By developing measures for data quality, this article suggests a framework to address the following question

**Which one should I trust more: a 1% survey with 60% response rate or a self-reported administrative dataset covering 80% of the population?**

A 5-element Euler-formula-like identity shows that for any dataset of size $n$, probabilistic or not, the difference between the sample average $\bar X_n$ and the population average $\bar X_N$ is the product of three terms:

- a data quality measure, $\rho_{R,X}$, the correlation between $X_j$ and the response/recording indicator $R_j$
- a data quantity measure, $\sqrt{(N-n)/n}$
- a problem difficulty measure, $\sigma_X$

The decomposition provides multiple insights:

- probabilistic sampling ensures high data quality by controlling $\rho_{R,X}$ at the level of $N^{-1/2}$ (???)
- when lose this control, the estimation error, relative to the benchmarking rate $1/\sqrt n$, increased with $\sqrt N$
- the bigness of such Big Data (for population inferences) should be measured by the relative size $f=n/N$, not the absolute size $n$
- when combining data sources for population inferences, those relatively tiny but higher quality ones should be given far more weights than suggested by their sizes

Without taking data quality into account, population inferences with Big Data are subject to a **Big Data Paradox**: the more the data, the surer we fool ourselves.

**data defect index**

For population inferences, a key “policy proposal” of the paper is to shift from the traditional focus on assessing probabilistic uncertainty

\[\text{Standard Error}\prop \frac{\sigma}{\sqrt n}\]to the practice of ascertaining systematic error in non-probabilistic Big Data captured by

\[\text{Relative Bias} \prop \rho \sqrt N\]The key question is

**how to compare two datasets with different quantities and different qualities?**

Consider finite population indexed by $j=1,\ldots,N$.

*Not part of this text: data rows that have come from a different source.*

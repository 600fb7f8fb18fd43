pub mod diagnostic_op;
pub mod image_capture_op;
pub mod op_helper;
pub mod preview_op;
pub mod recordings_op;
pub mod serve_op;
pub mod video_record_op;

- $\bar G_N$: population average of $\{G_j\equiv G(X_j),j=1,\ldots,N\}$

When we have a sample, the sample average

\[\bar G_n = \frac 1n\sum_{j\in I_n}G_j = \frac{\sum_{j=1}^NR_jG_j}{\sum_{j=1}^NR_j}\]where “R” leads to R-mechanism.

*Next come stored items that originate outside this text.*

mod cli;
mod operations;

use anyhow::{bail, Context, Result};
use log::{debug, error, info};
use rnvr::common::logging_setup;
use rnvr::config_loader;
use rnvr::Engine;
use std::time::Instant;

const DEFAULT_CONFIG_PATH: &str = "config/rnvr.yaml";

#[tokio::main]
async fn main() -> Result<()> {
    let main_start_time = Instant::now();
    let matches = cli::build_cli().get_matches();

    let config_path = matches
        .get_one::<String>("config")
        .map(|s| s.as_str())
        .unwrap_or(DEFAULT_CONFIG_PATH);
    let config_load_start_time = Instant::now();
    let master_config = match config_loader::load_config(config_path) {
        Ok(cfg) => {
            logging_setup::initialize_logging(Some(&cfg), &matches)
                .context("Failed to initialize logging with full config")?;
            info!(
                "✅ Configuration loaded from: {} in {:?}",
                config_path,
                config_load_start_time.elapsed()
            );
            cfg
        }
        Err(e) => {
            logging_setup::initialize_logging(None, &matches)
                .context(
                    "Failed to initialize logging with basic settings after config load failure",
                )?;
            error!("❌ Failed to load configuration from '{}': {:#}. Exiting.", config_path, e);
            return Err(e.context(format!("Failed to load configuration from '{}'", config_path)));
        }
    };

    info!("🚀 rnvr starting with {} cameras configured.", master_config.cameras.len());
    let engine = Engine::from_config(&master_config).context("Failed to initialize the engine")?;

    let Some((operation_name, sub_matches)) = matches.subcommand() else {
        info!("🤔 No subcommand provided. See --help for the available operations.");
        return Ok(());
    };
    debug!("🎬 Dispatching to subcommand: {}", operation_name);
    let op_start_time = Instant::now();

    let op_result: Result<()> = match operation_name {
        "run" => operations::serve_op::handle_run_cli(&master_config, &engine, sub_matches).await,
        "record" => operations::video_record_op::handle_record_cli(&engine, sub_matches).await,
        "snapshot" => {
            operations::image_capture_op::handle_snapshot_cli(&master_config, &engine, sub_matches)
                .await
        }
        "preview" => operations::preview_op::handle_preview_cli(&engine, sub_matches).await,
        "recordings" => operations::recordings_op::handle_list_cli(&engine, sub_matches).await,
        "cleanup" => {
            operations::recordings_op::handle_cleanup_cli(&master_config, &engine, sub_matches)
                .await
        }
        "test" => operations::diagnostic_op::handle_diagnostic_cli(&engine, sub_matches).await,
        other => bail!("Subcommand '{}' not implemented.", other),
    };

    if let Err(e) = op_result {
        error!(
            "❌ Operation '{}' failed after {:?}: {:#}",
            operation_name,
            op_start_time.elapsed(),
            e
        );
        engine.shutdown().await;
        return Err(e);
    }
    info!(
        "✅ Operation '{}' completed successfully in {:?}.",
        operation_name,
        op_start_time.elapsed()
    );
    info!("🏁 rnvr finished in {:?}.", main_start_time.elapsed());
    Ok(())
}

the difference between $\bar G_n$ and $\bar G_N$ can be written as

\[\bar G_n-\bar G_N = \frac{\Cov_J(R_J, G_J)}{E_J(R_J)}\]Let

- $\rho_{R,G}=\Corr_J(R_J, G_J)$ be the population correlation between $R_J$ and $G_J$,
- $f=E_J(R_J）=n/N$ be the sampling rate,
- $\sigma_G$ be the standard deviation of $G_J$.

Then

\[\bar G_n - \bar G_N = \rho_{R, G} \times \sqrt{\frac{1-f}{f}} \times \sigma_G\]The most critical, yet most challenging to assess is **data quality**.